There was an article in Rabbiting On a couple of years ago. From what I call it listed the causes of over grooming as anxiety, frustration, boredom an neurotic behaviour as a result of early weaning. The problem was resolved in the case by dramatical cutting the pellet part of the diet which resulted in the bunny having to spend a large part of the day eating hay, thereby reducing boredom. I sure environmental enrichment played a part too. You may be interested to know that research is being done on a `Rabbit Appeasing Pheromone' similar to Feliway at DAP which may help with anxiety related problems :)

Thank you for that.

I will have a look back through my old copies of RO and see if I can spot it - do you know which issue it was by chance?


It would make sense to me - I suggested security/anxiety following being split up previously. I had heard about the Feliway pheromone - be interesting to see how that works out in due course. I have one for my cat and I feel it does work.
 
I don't know which one it was i'm afraid.
Having different levels and `bolt holes' is also of psychological importance to a rabbit in reducing stress :)
 
I don't know which one it was i'm afraid.
Having different levels and `bolt holes' is also of psychological importance to a rabbit in reducing stress :)

I think environment is very important and that's one of the things that we have discussed. I have also spoken about reducing down the amount of space that the bunnies have to prevent any insecurity (as a temporary measure) to see if this makes a difference.

Thanks again.
 
We hade a situation like this on our Dutch forum for which I contacted a former student of Anne Mcbride, who is specialised in bunny behaviour.
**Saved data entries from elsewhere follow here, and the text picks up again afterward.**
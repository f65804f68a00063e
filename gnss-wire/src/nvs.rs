//! NVS BINR protocol.
//!
//! Framing: `0x10` start, message id, payload with every `0x10` doubled,
//! terminator `0x10 0x03`. Unescaping happens during frame assembly.
//!
//! Decoded messages: 0xF5 raw measurements, 0xF7 extended ephemeris,
//! 0x4A ionosphere parameters, 0x4B GPS time scale parameters.

use crate::bits::BitView;
use crate::raw::Raw;
use crate::{Error, Status, StreamDecoder};
use gnss_core::constants::{CLIGHT, SNR_UNIT};
use gnss_core::prelude::*;
use log::{trace, warn};

const DLE: u8 = 0x10;
const ETX: u8 = 0x03;
const MAX_PAYLOAD: usize = 2048;

#[derive(Debug, Default, Copy, Clone, PartialEq)]
enum State {
    #[default]
    Idle,
    /// got DLE, waiting for the message id
    Start,
    /// collecting payload bytes
    Payload,
    /// got DLE inside the payload: either stuffing or end of frame
    Stuffed,
}

/// NVS BINR stream decoder context.
#[derive(Debug, Default)]
pub struct Nvs {
    pub raw: Raw,
    state: State,
    msg_id: u8,
}

impl Nvs {
    pub fn new() -> Self {
        Self::default()
    }

    pub fn with_options(opt: &str) -> Self {
        Self {
            raw: Raw::with_options(opt),
            ..Default::default()
        }
    }

    fn push(&mut self, byte: u8) -> Result<(), Error> {
        if self.raw.nbyte >= MAX_PAYLOAD {
            self.state = State::Idle;
            self.raw.reset_frame();
            return Err(Error::Length(self.raw.nbyte));
        }
        self.raw.buf[self.raw.nbyte] = byte;
        self.raw.nbyte += 1;
        Ok(())
    }

    fn decode_frame(&mut self) -> Result<Status, Error> {
        let payload = self.raw.buf[..self.raw.nbyte].to_vec();
        self.raw.count_message(self.msg_id as u32);
        match self.msg_id {
            0xF5 => self.decode_raw_meas(&payload),
            0xF7 => self.decode_ephemeris(&payload),
            0x4A => self.decode_iono(&payload),
            0x4B => self.decode_time_param(&payload),
            id => {
                trace!("nvs: message {:#04x} skipped", id);
                Ok(Status::None)
            }
        }
    }

    /// 0xF5: raw measurements. Header 27 bytes, then 30-byte channel
    /// blocks. Pseudoranges arrive in milliseconds, the time tag in UTC.
    fn decode_raw_meas(&mut self, p: &[u8]) -> Result<Status, Error> {
        if p.len() < 27 {
            return Err(Error::Length(p.len()));
        }
        let view = BitView::new(p);
        let tow_utc_ms = view.f64_le(0);
        let week = view.u16_le(8) as i32;

        let time = Epoch::from_gpst(week, tow_utc_ms * 1e-3).utc_to_gpst();
        let nmeas = (p.len() - 27) / 30;

        self.raw.obuf.clear();
        for n in 0..nmeas {
            let base = 27 + 30 * n;
            let sys = view.u8_at(base);
            let prn = view.u8_at(base + 1);
            let fcn = view.u8_at(base + 2) as i8;
            let snr = view.u8_at(base + 3);
            let cp = view.f64_le(base + 4);
            let pr_ms = view.f64_le(base + 12);
            let dop = view.f64_le(base + 20);
            let flags = view.u8_at(base + 28);

            let sv = match sys {
                1 => SV::new(Constellation::Glonass, prn),
                2 => SV::new(Constellation::GPS, prn),
                4 => SV::new(Constellation::SBAS, prn),
                _ => {
                    warn!("nvs: unknown signal type {}", sys);
                    continue;
                }
            };
            let Some(sat) = sv.index() else {
                warn!("nvs: prn out of range {} (sys {})", prn, sys);
                continue;
            };
            if sys == 1 {
                self.raw.nav.glo_fcn[prn.min(27) as usize] = fcn as i32 + 8;
            }

            let pr_ok = flags & 0x01 != 0;
            let cp_ok = flags & 0x02 != 0;

            let lli = if cp_ok {
                self.raw
                    .update_lock(sat, 0, time.sec as f64, true, false, flags & 0x08 != 0)
            } else {
                self.raw.defer_slip(sat, 0);
                LliFlags::empty()
            };

            if self.raw.obuf.len() >= MAXOBS {
                break;
            }
            let mut obs = Observation::new(time, sv);
            obs.code[0] = Code::L1C;
            obs.range[0] = if pr_ok { pr_ms * CLIGHT * 1e-3 } else { 0.0 };
            obs.phase[0] = if cp_ok { cp } else { 0.0 };
            obs.doppler[0] = dop;
            obs.snr[0] = (snr as f64 / SNR_UNIT) as u16;
            obs.lli[0] = lli;
            self.raw.obuf.push(obs);
        }

        self.raw.time = time;
        if self.raw.flush_epoch() == 0 {
            return Ok(Status::None);
        }
        Ok(Status::Observations)
    }

    /// 0xF7: decoded ephemeris, system tag then scaled binary fields.
    fn decode_ephemeris(&mut self, p: &[u8]) -> Result<Status, Error> {
        if p.is_empty() {
            return Err(Error::Length(0));
        }
        let view = BitView::new(p);
        match view.u8_at(0) {
            1 => {
                // GPS: 2 + 8*18 + 4*2 + 2*2 = 158 bytes
                if p.len() < 158 {
                    return Err(Error::Length(p.len()));
                }
                let prn = view.u8_at(1);
                let sv = SV::new(Constellation::GPS, prn);
                if sv.index().is_none() {
                    return Err(Error::UnknownSatellite(prn as u32));
                }
                let mut eph = Ephemeris::new(sv);
                eph.crs = view.f64_le(2);
                eph.deln = view.f64_le(10);
                eph.m0 = view.f64_le(18);
                eph.e = view.f64_le(26);
                let sqrt_a = view.f64_le(34);
                eph.a = sqrt_a * sqrt_a;
                eph.cuc = view.f64_le(42);
                eph.cus = view.f64_le(50);
                eph.crc = view.f64_le(58);
                eph.omg0 = view.f64_le(66);
                eph.omg = view.f64_le(74);
                eph.i0 = view.f64_le(82);
                eph.cic = view.f64_le(90);
                eph.cis = view.f64_le(98);
                eph.idot = view.f64_le(106);
                eph.omgd = view.f64_le(114);
                let toe_ms = view.f64_le(122);
                let toc_ms = view.f64_le(130);
                eph.f0 = view.f64_le(138);
                eph.f1 = view.f32_le(146) as f64;
                eph.f2 = view.f32_le(150) as f64;
                eph.week = view.u16_le(154) as i32;
                eph.iode = view.u16_le(156) as i32 & 0xFF;
                eph.iodc = eph.iode;
                eph.toes = toe_ms * 1e-3;
                eph.toe = Epoch::from_gpst(eph.week, eph.toes);
                eph.toc = Epoch::from_gpst(eph.week, toc_ms * 1e-3);
                eph.ttr = self.raw.time;

                let updated = match self.raw.nav.ephemeris(sv, 0) {
                    Some(old) => old.iode != eph.iode || (old.toe - eph.toe) != 0.0,
                    None => true,
                };
                if !updated && !self.raw.opt.eph_all() {
                    return Ok(Status::None);
                }
                self.raw.nav.insert_ephemeris(eph, 0);
                self.raw.eph_sv = Some(sv);
                Ok(Status::Ephemeris)
            }
            2 => {
                // GLONASS: 3 + 8*10 + 4*2 + 2 = 93 bytes
                if p.len() < 93 {
                    return Err(Error::Length(p.len()));
                }
                let prn = view.u8_at(1);
                let sv = SV::new(Constellation::Glonass, prn);
                if sv.index().is_none() {
                    return Err(Error::UnknownSatellite(prn as u32));
                }
                let mut geph = GloEphemeris {
                    sv,
                    frq: view.u8_at(2) as i8 as i32,
                    ..Default::default()
                };
                for k in 0..3 {
                    geph.pos[k] = view.f64_le(3 + 8 * k);
                    geph.vel[k] = view.f64_le(27 + 8 * k);
                    geph.acc[k] = view.f64_le(51 + 8 * k);
                }
                let tb_ms = view.f64_le(75);
                geph.taun = view.f32_le(83) as f64;
                geph.gamn = view.f32_le(87) as f64;
                geph.age = view.u16_le(91) as i32;
                geph.iode = ((tb_ms * 1e-3 + 10800.0) / 900.0) as i32;

                // tb is within the current UTC(SU)+3h day
                let tref = if self.raw.time.sec != 0 {
                    self.raw.time
                } else {
                    Epoch::now().utc_to_gpst()
                };
                let (week, tow) = tref.gpst_to_utc().to_gpst();
                let day_start = tow - tow % 86400.0;
                let mut toe = tb_ms * 1e-3 - 10800.0;
                let tod = tow % 86400.0;
                if toe < tod - 43200.0 {
                    toe += 86400.0;
                } else if toe > tod + 43200.0 {
                    toe -= 86400.0;
                }
                geph.toe = Epoch::from_gpst(week, day_start + toe).utc_to_gpst();
                geph.tof = tref;

                let updated = match self.raw.nav.glo_ephemeris(sv) {
                    Some(old) => old.iode != geph.iode,
                    None => true,
                };
                if !updated && !self.raw.opt.eph_all() {
                    return Ok(Status::None);
                }
                self.raw.nav.insert_glo_ephemeris(geph);
                self.raw.eph_sv = Some(sv);
                Ok(Status::Ephemeris)
            }
            sys => Err(Error::Unsupported(sys as u32)),
        }
    }

    /// 0x4A: Klobuchar parameters.
    fn decode_iono(&mut self, p: &[u8]) -> Result<Status, Error> {
        if p.len() < 33 {
            return Err(Error::Length(p.len()));
        }
        let view = BitView::new(p);
        for k in 0..8 {
            self.raw.nav.ion_gps[k] = view.f32_le(1 + 4 * k) as f64;
        }
        Ok(Status::IonUtc)
    }

    /// 0x4B: GPS/UTC time scale parameters.
    fn decode_time_param(&mut self, p: &[u8]) -> Result<Status, Error> {
        if p.len() < 23 {
            return Err(Error::Length(p.len()));
        }
        let view = BitView::new(p);
        self.raw.nav.utc_gps[0] = view.f64_le(1); // A0
        self.raw.nav.utc_gps[1] = view.f64_le(9); // A1
        self.raw.nav.utc_gps[2] = view.u32_le(17) as f64; // tot
        self.raw.nav.utc_gps[3] = view.u16_le(21) as f64; // WNt
        if p.len() >= 24 {
            self.raw.nav.utc_gps[4] = view.u8_at(23) as i8 as f64; // dt_LS
        }
        Ok(Status::TimeParam)
    }
}

impl StreamDecoder for Nvs {
    fn feed_byte(&mut self, byte: u8) -> Result<Status, Error> {
        match self.state {
            State::Idle => {
                if byte == DLE {
                    self.state = State::Start;
                }
                Ok(Status::None)
            }
            State::Start => {
                // id must not collide with the framing bytes
                if byte == DLE || byte == ETX {
                    self.state = State::Idle;
                    return Ok(Status::None);
                }
                self.msg_id = byte;
                self.raw.reset_frame();
                self.state = State::Payload;
                Ok(Status::None)
            }
            State::Payload => {
                if byte == DLE {
                    self.state = State::Stuffed;
                    return Ok(Status::None);
                }
                self.push(byte)?;
                Ok(Status::None)
            }
            State::Stuffed => match byte {
                DLE => {
                    // doubled DLE unescapes to a single payload byte
                    self.state = State::Payload;
                    self.push(DLE)?;
                    Ok(Status::None)
                }
                ETX => {
                    self.state = State::Idle;
                    let status = self.decode_frame();
                    self.raw.reset_frame();
                    status
                }
                _ => {
                    // DLE + id: a new frame begins, the previous is broken
                    self.msg_id = byte;
                    self.raw.reset_frame();
                    self.state = State::Payload;
                    Ok(Status::None)
                }
            },
        }
    }
}

/// Wraps a message id + payload in BINR framing, escaping embedded DLEs.
pub fn gen_nvs(id: u8, payload: &[u8]) -> Vec<u8> {
    let mut frame = vec![DLE, id];
    for &b in payload {
        frame.push(b);
        if b == DLE {
            frame.push(DLE);
        }
    }
    frame.push(DLE);
    frame.push(ETX);
    frame
}

#[cfg(test)]
mod test {
    use super::*;

    fn feed(nvs: &mut Nvs, frame: &[u8]) -> Result<Status, Error> {
        let mut last = Ok(Status::None);
        for &b in frame {
            last = nvs.feed_byte(b);
            if last.is_err() {
                return last;
            }
        }
        last
    }

    #[test]
    fn dle_stuffing_roundtrip() {
        // payload containing 0x10 bytes survives the escaping
        let mut payload = vec![0u8; 33];
        payload[0] = 0x10;
        payload[4] = 0x10;
        payload[5] = 0x10;
        let frame = gen_nvs(0x4A, &payload);
        // escaped twice for payload DLEs
        assert_eq!(frame.len(), 2 + 33 + 3 + 2);

        let mut nvs = Nvs::new();
        let status = feed(&mut nvs, &frame).unwrap();
        assert_eq!(status, Status::IonUtc);
    }

    #[test]
    fn iono_parameters_land_in_store() {
        let mut payload = vec![0u8];
        for k in 0..8 {
            payload.extend((0.5f32 * k as f32).to_le_bytes());
        }
        let mut nvs = Nvs::new();
        feed(&mut nvs, &gen_nvs(0x4A, &payload)).unwrap();
        assert!((nvs.raw.nav.ion_gps[2] - 1.0).abs() < 1e-9);
    }

    #[test]
    fn raw_measurement_time_is_utc() {
        let mut payload = Vec::new();
        // 2021-01-01 is in week 2138; tow 432000 UTC
        payload.extend((432_000_000.0f64).to_le_bytes());
        payload.extend(2138u16.to_le_bytes());
        payload.resize(27, 0);
        // one GPS channel
        let mut block = vec![2u8, 9, 0, 42];
        block.extend(110e6f64.to_le_bytes());
        block.extend(73.3f64.to_le_bytes()); // pr in ms
        block.extend((-555.5f64).to_le_bytes());
        block.resize(28, 0);
        block.push(0x03); // pr + cp valid
        block.push(0);
        payload.extend(&block);

        let mut nvs = Nvs::new();
        let status = feed(&mut nvs, &gen_nvs(0xF5, &payload)).unwrap();
        assert_eq!(status, Status::Observations);
        let obs = &nvs.raw.obs[0];
        assert_eq!(obs.sv, SV::new(Constellation::GPS, 9));
        assert!((obs.range[0] - 73.3e-3 * CLIGHT).abs() < 1e-3);
        // UTC to GPS conversion applied the 18 leap seconds
        let (_, tow) = obs.time.to_gpst();
        assert!((tow - 432_018.0).abs() < 1e-9);
    }

    #[test]
    fn truncated_frame_then_new_start() {
        let mut nvs = Nvs::new();
        // broken frame: DLE id then DLE + new id (restart), then valid frame
        let mut stream = vec![DLE, 0x4A, 1, 2, 3, DLE];
        let mut payload = vec![0u8; 33];
        payload[0] = 1;
        stream.extend(gen_nvs(0x4A, &payload)[1..].iter()); // DLE already sent
        let status = feed(&mut nvs, &stream).unwrap();
        assert_eq!(status, Status::IonUtc);
    }
}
The situation started different... bunnyowner had read somewhere that putting banana on the nose helped bonding. So the female who adored banana learned to lick his nose and even after there was nomore banana kept doing this.

I was explained that this was called selfrewarding behaviour and this would not fade away because the behaviour in itself had become a reward for the bunny.

She suggested 2 weeks of intensive training. The goal is to try and change the behaviour by rewarding when she stops grooming and distraction so the behaviour of grooming can fade away.

You should do this at least 2 weeks, maybe more:
Sit with rabbits.
EVERYTIME the female starts likking ,you call her over to the other side of the room or cage and reward her with fe a tiny piece of fruit.
It is important to do this EVERYTIME.

Like that you might change the patern and she might "forget" that grooming is so rewarding for her.

I was also told what you already sais, possibly the rabbits need more distracting. She suggested me to start clickertraining to learn them different things just to occupie them.

Hope this is helpfull.

If not, I can ask her wether I can give you her email.